| Work request |
For every line in the material below that holds "return", report the line.

====== Supplied material ======

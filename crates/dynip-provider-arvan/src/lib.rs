// # ArvanCloud DNS Provider
//
// This crate provides an ArvanCloud DNS provider implementation for the
// dynip system.
//
// ## Behavior
//
// - One logical API operation per invocation, full error propagation to the
//   engine (the engine owns retries, backoff and scheduling)
// - HTTP timeout configured (30 seconds)
// - Specific error handling for HTTP status codes (401/403, 404, 429, 5xx)
// - Idempotency checking (no PUT if the record already carries the address)
// - Both A and AAAA record support
// - NO retry/backoff logic, NO caching, NO background tasks
//
// ## Security
//
// - The API key NEVER appears in logs; the Debug impl redacts it
// - The factory rejects an empty key
//
// ## API Reference
//
// - ArvanCloud CDN API v4: https://www.arvancloud.ir/docs/api/cdn/4.0
// - Get domain:     GET `/domains/:domain`
// - List records:   GET `/domains/:domain/dns-records?search=...`
// - Update record:  PUT `/domains/:domain/dns-records/:id`

use async_trait::async_trait;
use dynip_core::config::ProviderConfig;
use dynip_core::traits::{DnsProvider, DnsProviderFactory, RecordType};
use dynip_core::{Error, Result};
use serde_json::{Value, json};
use std::net::IpAddr;
use std::time::Duration;

/// ArvanCloud API base URL
const ARVAN_API_BASE: &str = "https://napi.arvancloud.ir/cdn/4.0";

/// Default HTTP timeout for API requests (30 seconds)
const DEFAULT_HTTP_TIMEOUT: Duration = Duration::from_secs(30);

/// TTL applied when the existing record does not carry one
const DEFAULT_TTL: u64 = 120;

/// ArvanCloud DNS provider
///
/// Isolated, stateless, single-shot: all coordination (retries, backoff,
/// scheduling) is owned by the `UpdateEngine`.
pub struct ArvanProvider {
    /// ArvanCloud API key. Never logged.
    api_key: String,

    /// HTTP client for API requests
    client: reqwest::Client,
}

// The Debug implementation intentionally does NOT expose the API key
impl std::fmt::Debug for ArvanProvider {
    fn fmt(&self, f: &mut std::fmt::Formatter<'_>) -> std::fmt::Result {
        f.debug_struct("ArvanProvider")
            .field("api_key", &"<REDACTED>")
            .finish()
    }
}

impl ArvanProvider {
    /// Create a new ArvanCloud provider
    ///
    /// # Parameters
    ///
    /// - `api_key`: ArvanCloud API key with DNS edit access
    ///
    /// # Errors
    ///
    /// Fails fast on an empty key.
    pub fn new(api_key: impl Into<String>) -> Result<Self> {
        let api_key = api_key.into();
        if api_key.is_empty() {
            return Err(Error::config("ArvanCloud API key cannot be empty"));
        }

        let client = reqwest::Client::builder()
            .timeout(DEFAULT_HTTP_TIMEOUT)
            .build()
            .map_err(|e| Error::http(format!("Failed to build HTTP client: {}", e)))?;

        Ok(Self { api_key, client })
    }

    /// ArvanCloud authorization header value (`Apikey <key>`)
    fn auth_header(&self) -> String {
        format!("Apikey {}", self.api_key)
    }

    /// Map a non-success status to the error taxonomy
    fn status_error(status: reqwest::StatusCode, context: &str, body: &str) -> Error {
        match status.as_u16() {
            401 | 403 => Error::auth(format!(
                "Invalid API key or insufficient permissions ({})",
                context
            )),
            404 => Error::not_found(context.to_string()),
            429 => Error::rate_limited(format!("{} (retry later)", context)),
            500..=599 => Error::http(format!(
                "ArvanCloud server error (transient): {} - {} ({})",
                status, body, context
            )),
            _ => Error::provider(
                "arvan",
                format!("{}: {} - {}", context, status, body),
            ),
        }
    }

    /// Issue a GET and parse the JSON body, mapping failures to the taxonomy
    async fn get_json(&self, url: &str, context: &str) -> Result<Value> {
        let response = self
            .client
            .get(url)
            .header("Authorization", self.auth_header())
            .header("Accept", "application/json")
            .send()
            .await
            .map_err(|e| Error::http(format!("HTTP request failed: {}", e)))?;

        if !response.status().is_success() {
            let status = response.status();
            let body = response.text().await.unwrap_or_default();
            return Err(Self::status_error(status, context, &body));
        }

        response
            .json()
            .await
            .map_err(|e| Error::provider("arvan", format!("Failed to parse response: {}", e)))
    }

    /// Find the record entry for a name + type within the domain
    async fn find_record(
        &self,
        domain: &str,
        record: &str,
        record_type: RecordType,
    ) -> Result<Value> {
        let url = format!(
            "{}/domains/{}/dns-records?search={}",
            ARVAN_API_BASE, domain, record
        );
        let listing = self
            .get_json(&url, &format!("record lookup for {}.{}", record, domain))
            .await?;

        // Arvan reports record types in lowercase ("a" / "aaaa")
        let wanted_type = record_type.as_str().to_lowercase();

        let records = listing["data"]
            .as_array()
            .ok_or_else(|| Error::provider("arvan", "Invalid response format: data is not an array"))?;

        records
            .iter()
            .find(|r| {
                r["name"].as_str() == Some(record)
                    && r["type"].as_str() == Some(wanted_type.as_str())
            })
            .cloned()
            .ok_or_else(|| {
                Error::not_found(format!(
                    "DNS record not found: {}.{} (type: {})",
                    record, domain, record_type
                ))
            })
    }

    /// Current address carried by a record entry, if parseable.
    /// A/AAAA values are arrays of `{"ip": ...}` objects.
    fn record_ip(entry: &Value) -> Option<IpAddr> {
        entry["value"]
            .as_array()?
            .first()?
            .get("ip")?
            .as_str()?
            .parse()
            .ok()
    }
}

#[async_trait]
impl DnsProvider for ArvanProvider {
    /// Check that the domain exists under this ArvanCloud account
    ///
    /// # API Call
    ///
    /// ```http
    /// GET /domains/:domain
    /// Authorization: Apikey <key>
    /// ```
    async fn validate_domain(&self, domain: &str) -> Result<()> {
        let url = format!("{}/domains/{}", ARVAN_API_BASE, domain);
        self.get_json(&url, &format!("domain validation for {}", domain))
            .await?;

        tracing::debug!(domain, "domain known to ArvanCloud");
        Ok(())
    }

    /// Update one address record with a new IP
    ///
    /// Finds the record id by name and type, short-circuits when the record
    /// already carries the address, otherwise PUTs the new value.
    ///
    /// # API Calls
    ///
    /// ```http
    /// GET /domains/:domain/dns-records?search=:record
    ///
    /// PUT /domains/:domain/dns-records/:id
    /// { "name": ..., "type": "a" | "aaaa", "value": [{ "ip": ... }], "ttl": ... }
    /// ```
    async fn update_record(
        &self,
        domain: &str,
        record: &str,
        record_type: RecordType,
        new_ip: IpAddr,
    ) -> Result<()> {
        tracing::info!(
            domain,
            record,
            %record_type,
            ip = %new_ip,
            "updating ArvanCloud DNS record"
        );

        let entry = self.find_record(domain, record, record_type).await?;

        if Self::record_ip(&entry) == Some(new_ip) {
            tracing::info!(record, ip = %new_ip, "record already has correct address");
            return Ok(());
        }

        let record_id = entry["id"]
            .as_str()
            .ok_or_else(|| Error::provider("arvan", "Invalid response format: record id is not a string"))?;
        let ttl = entry["ttl"].as_u64().unwrap_or(DEFAULT_TTL);

        let payload = json!({
            "name": record,
            "type": record_type.as_str().to_lowercase(),
            "value": [{ "ip": new_ip.to_string() }],
            "ttl": ttl,
        });

        let url = format!(
            "{}/domains/{}/dns-records/{}",
            ARVAN_API_BASE, domain, record_id
        );
        let response = self
            .client
            .put(&url)
            .header("Authorization", self.auth_header())
            .header("Content-Type", "application/json")
            .json(&payload)
            .send()
            .await
            .map_err(|e| Error::http(format!("HTTP request failed: {}", e)))?;

        if !response.status().is_success() {
            let status = response.status();
            let body = response.text().await.unwrap_or_default();
            return Err(Self::status_error(
                status,
                &format!("record update for {}.{}", record, domain),
                &body,
            ));
        }

        tracing::info!(record, ip = %new_ip, "DNS record updated");
        Ok(())
    }

    fn provider_name(&self) -> &'static str {
        "arvan"
    }
}

/// Factory for creating ArvanCloud providers
pub struct ArvanFactory;

impl DnsProviderFactory for ArvanFactory {
    fn create(&self, config: &ProviderConfig) -> Result<Box<dyn DnsProvider>> {
        match config {
            ProviderConfig::Arvan { api_key } => {
                Ok(Box::new(ArvanProvider::new(api_key.clone())?))
            }
            _ => Err(Error::config("Invalid config for ArvanCloud provider")),
        }
    }
}

/// Register the ArvanCloud provider with a registry
///
/// # Example
///
/// ```rust
/// use dynip_core::ProviderRegistry;
///
/// let registry = ProviderRegistry::new();
/// dynip_provider_arvan::register(&registry);
/// ```
pub fn register(registry: &dynip_core::ProviderRegistry) {
    registry.register_provider("arvan", Box::new(ArvanFactory));
}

======

| Task answer |
            return Err(Error::config("ArvanCloud API key cannot be empty"));
            return Err(Self::status_error(status, context, &body));
            return Ok(());
            return Err(Self::status_error(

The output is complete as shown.